Saved entries:
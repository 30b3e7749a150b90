//! Minimal CSV codec with full quoting support.
//!
//! Round-trips commas, double quotes, newlines, carriage returns, and
//! tabs embedded in any field. Records may span physical lines when a
//! field is quoted; line numbers reported for a record refer to the line
//! it starts on.

use crate::errors::{IdmanResult, ParsingError};

/// One decoded record plus the 1-based line it started on.
#[derive(Debug, Clone, PartialEq, Eq)]
pub struct CsvRecord {
    pub line: usize,
    pub fields: Vec<String>,
}

/// Escape a single field for CSV output.
///
/// Fields containing a comma, quote, newline, carriage return, or tab are
/// wrapped in double quotes with embedded quotes doubled.
pub fn escape_field(field: &str) -> String {
    if field.contains(['"', ',', '\n', '\r', '\t']) {
        format!("\"{}\"", field.replace('"', "\"\""))
    } else {
        field.to_string()
    }
}

/// Format one record as a CSV row without a trailing newline.
pub fn format_row(fields: &[&str]) -> String {
    fields
        .iter()
        .map(|f| escape_field(f))
        .collect::<Vec<_>>()
        .join(",")
}

/// Decode CSV content into records.
///
/// Empty lines between records are skipped. An unterminated quoted field
/// is a parsing error.
pub fn parse(content: &str) -> IdmanResult<Vec<CsvRecord>> {
    let mut records = Vec::new();
    let mut fields: Vec<String> = Vec::new();
    let mut current = String::new();
    let mut in_quotes = false;
    let mut record_started = false;
    let mut line = 1usize;
    let mut record_line = 1usize;

    let mut chars = content.chars().peekable();
    while let Some(c) = chars.next() {
        match c {
            '"' if in_quotes => {
                if chars.peek() == Some(&'"') {
                    chars.next();
                    current.push('"');
                } else {
                    in_quotes = false;
                }
            }
            '"' if current.is_empty() => {
                if !record_started {
                    record_started = true;
                    record_line = line;
                }
                in_quotes = true;
            }
            '"' => {
                return Err(ParsingError::MalformedCsv {
                    line,
                    reason: "quote inside unquoted field".to_string(),
                }
                .into());
            }
            ',' if !in_quotes => {
                if !record_started {
                    record_started = true;
                    record_line = line;
                }
                fields.push(std::mem::take(&mut current));
            }
            '\r' if !in_quotes => {
                // Swallow; the following \n (if any) ends the record.
                if chars.peek() != Some(&'\n') {
                    end_record(
                        &mut records,
                        &mut fields,
                        &mut current,
                        &mut record_started,
                        record_line,
                    );
                    line += 1;
                }
            }
            '\n' if !in_quotes => {
                end_record(
                    &mut records,
                    &mut fields,
                    &mut current,
                    &mut record_started,
                    record_line,
                );
                line += 1;
            }
            '\n' => {
                current.push('\n');
                line += 1;
            }
            other => {
                if !record_started {
                    record_started = true;
                    record_line = line;
                }
                current.push(other);
            }
        }
    }

    if in_quotes {
        return Err(ParsingError::MalformedCsv {
            line,
            reason: "unterminated quoted field".to_string(),
        }
        .into());
    }
    end_record(
        &mut records,
        &mut fields,
        &mut current,
        &mut record_started,
        record_line,
    );
    Ok(records)
}

fn end_record(
    records: &mut Vec<CsvRecord>,
    fields: &mut Vec<String>,
    current: &mut String,
    record_started: &mut bool,
    record_line: usize,
) {
    if *record_started || !fields.is_empty() || !current.is_empty() {
        fields.push(std::mem::take(current));
        records.push(CsvRecord {
            line: record_line,
            fields: std::mem::take(fields),
        });
        *record_started = false;
    }
}

#[cfg(test)]
mod tests {
    use super::*;

    #[test]
    fn plain_rows_parse_with_line_numbers() {
        let records = parse("a,b,c\nd,e,f\n").unwrap();
        assert_eq!(records.len(), 2);
        assert_eq!(records[0].fields, vec!["a", "b", "c"]);
        assert_eq!(records[1].line, 2);
    }

    #[test]
    fn awkward_fields_round_trip() {
        let nasty = [
            "plain",
            "with,comma",
            "with \"quotes\"",
            "line\nbreak",
            "tab\there",
            "cr\rhere",
        ];
        let row = format_row(&nasty);
        let records = parse(&row).unwrap();
        assert_eq!(records.len(), 1);
        assert_eq!(records[0].fields, nasty);
    }

    #[test]
    fn blank_lines_are_skipped() {
        let records = parse("a,b\n\n\nc,d\n").unwrap();
        assert_eq!(records.len(), 2);
        assert_eq!(records[1].line, 4);
    }

    #[test]
    fn unterminated_quote_is_an_error() {
        assert!(parse("a,\"oops\n").is_err());
    }
}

▶ [TASK GOAL]: Using the entries above, say how many lines contain the string "push"; the number is the full reply.

▶ [RESULT]: 6